- TASK STATEMENT -
The lines from the start of the data through the line containing "use serde::Serialize;" are to be reproduced exactly, both ends included.
RECORDS SUPPLIED Start Marker
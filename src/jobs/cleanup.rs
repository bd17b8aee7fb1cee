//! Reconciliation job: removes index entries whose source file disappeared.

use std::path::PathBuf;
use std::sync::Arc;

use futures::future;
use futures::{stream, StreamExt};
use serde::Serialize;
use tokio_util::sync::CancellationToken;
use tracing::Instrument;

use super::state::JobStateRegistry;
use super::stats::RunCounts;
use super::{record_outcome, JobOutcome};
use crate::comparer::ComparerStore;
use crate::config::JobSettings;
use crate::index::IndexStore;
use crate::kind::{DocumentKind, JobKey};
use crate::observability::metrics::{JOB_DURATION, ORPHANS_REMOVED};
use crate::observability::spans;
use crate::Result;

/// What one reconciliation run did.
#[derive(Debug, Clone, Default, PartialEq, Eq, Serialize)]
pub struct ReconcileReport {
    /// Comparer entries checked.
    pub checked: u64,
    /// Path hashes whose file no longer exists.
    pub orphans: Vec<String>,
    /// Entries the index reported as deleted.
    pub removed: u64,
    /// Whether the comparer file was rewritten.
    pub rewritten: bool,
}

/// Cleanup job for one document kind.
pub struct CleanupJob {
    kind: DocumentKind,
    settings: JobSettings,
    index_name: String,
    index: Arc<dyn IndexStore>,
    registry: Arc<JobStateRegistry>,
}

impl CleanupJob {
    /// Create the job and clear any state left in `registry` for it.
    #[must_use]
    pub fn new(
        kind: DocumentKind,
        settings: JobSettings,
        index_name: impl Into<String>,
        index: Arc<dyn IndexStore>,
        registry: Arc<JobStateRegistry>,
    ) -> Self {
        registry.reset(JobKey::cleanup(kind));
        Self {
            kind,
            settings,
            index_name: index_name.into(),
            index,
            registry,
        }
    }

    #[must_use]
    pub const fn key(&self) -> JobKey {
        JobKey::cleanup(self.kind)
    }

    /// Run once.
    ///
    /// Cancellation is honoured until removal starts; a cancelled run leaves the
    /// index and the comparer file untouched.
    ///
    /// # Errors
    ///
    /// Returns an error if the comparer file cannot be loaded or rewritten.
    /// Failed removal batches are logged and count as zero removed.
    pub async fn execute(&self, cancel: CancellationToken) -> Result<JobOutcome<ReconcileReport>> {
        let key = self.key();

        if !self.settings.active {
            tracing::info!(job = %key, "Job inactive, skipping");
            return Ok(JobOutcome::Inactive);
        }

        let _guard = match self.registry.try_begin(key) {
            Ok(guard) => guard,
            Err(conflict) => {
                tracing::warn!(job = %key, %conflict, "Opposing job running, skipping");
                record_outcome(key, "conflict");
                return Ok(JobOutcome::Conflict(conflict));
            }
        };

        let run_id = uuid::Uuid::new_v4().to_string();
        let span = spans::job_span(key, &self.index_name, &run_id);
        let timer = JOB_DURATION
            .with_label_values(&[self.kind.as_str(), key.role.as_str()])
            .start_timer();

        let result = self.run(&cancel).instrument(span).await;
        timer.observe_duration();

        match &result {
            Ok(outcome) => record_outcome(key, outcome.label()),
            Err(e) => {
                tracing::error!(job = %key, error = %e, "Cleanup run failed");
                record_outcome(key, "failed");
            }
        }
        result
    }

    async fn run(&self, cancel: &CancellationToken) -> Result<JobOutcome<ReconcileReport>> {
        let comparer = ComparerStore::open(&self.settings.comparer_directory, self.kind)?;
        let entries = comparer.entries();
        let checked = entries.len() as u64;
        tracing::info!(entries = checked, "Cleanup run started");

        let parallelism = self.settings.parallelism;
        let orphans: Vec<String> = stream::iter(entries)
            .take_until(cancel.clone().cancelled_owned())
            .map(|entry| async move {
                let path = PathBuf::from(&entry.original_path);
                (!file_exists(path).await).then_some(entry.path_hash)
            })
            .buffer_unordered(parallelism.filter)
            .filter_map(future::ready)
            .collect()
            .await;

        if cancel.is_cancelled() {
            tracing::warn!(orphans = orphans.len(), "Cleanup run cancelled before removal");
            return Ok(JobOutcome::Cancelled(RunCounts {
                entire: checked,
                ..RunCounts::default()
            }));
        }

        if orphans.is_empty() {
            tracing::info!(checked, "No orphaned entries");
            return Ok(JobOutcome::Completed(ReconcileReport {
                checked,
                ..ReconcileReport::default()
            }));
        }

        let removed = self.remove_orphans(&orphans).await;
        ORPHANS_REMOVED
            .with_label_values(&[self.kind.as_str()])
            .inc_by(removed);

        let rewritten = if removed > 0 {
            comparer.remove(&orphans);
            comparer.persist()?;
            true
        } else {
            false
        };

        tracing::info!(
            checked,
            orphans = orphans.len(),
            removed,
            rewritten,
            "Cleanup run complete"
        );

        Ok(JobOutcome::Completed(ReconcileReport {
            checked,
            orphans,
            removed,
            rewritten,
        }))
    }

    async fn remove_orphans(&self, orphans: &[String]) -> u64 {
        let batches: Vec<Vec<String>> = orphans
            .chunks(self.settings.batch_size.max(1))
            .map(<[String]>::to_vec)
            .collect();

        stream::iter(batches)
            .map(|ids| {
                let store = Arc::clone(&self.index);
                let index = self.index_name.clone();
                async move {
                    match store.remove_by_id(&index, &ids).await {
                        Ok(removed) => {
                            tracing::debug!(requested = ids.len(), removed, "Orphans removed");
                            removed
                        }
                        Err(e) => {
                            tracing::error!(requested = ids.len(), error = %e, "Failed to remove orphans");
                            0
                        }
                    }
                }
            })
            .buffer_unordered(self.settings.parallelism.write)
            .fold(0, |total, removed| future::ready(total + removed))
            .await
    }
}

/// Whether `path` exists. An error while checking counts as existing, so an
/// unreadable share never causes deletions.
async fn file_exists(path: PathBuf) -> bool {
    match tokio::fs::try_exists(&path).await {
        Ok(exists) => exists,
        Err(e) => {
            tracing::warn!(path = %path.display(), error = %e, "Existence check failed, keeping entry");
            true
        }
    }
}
RECORDS SUPPLIED End Marker
- ANSWER BOX -
filename src/jobs/cleanup.rs
repository bd17b8aee7fb1cee
//! Reconciliation job: removes index entries whose source file disappeared.

use std::path::PathBuf;
use std::sync::Arc;

use futures::future;
use futures::{stream, StreamExt};
use serde::Serialize;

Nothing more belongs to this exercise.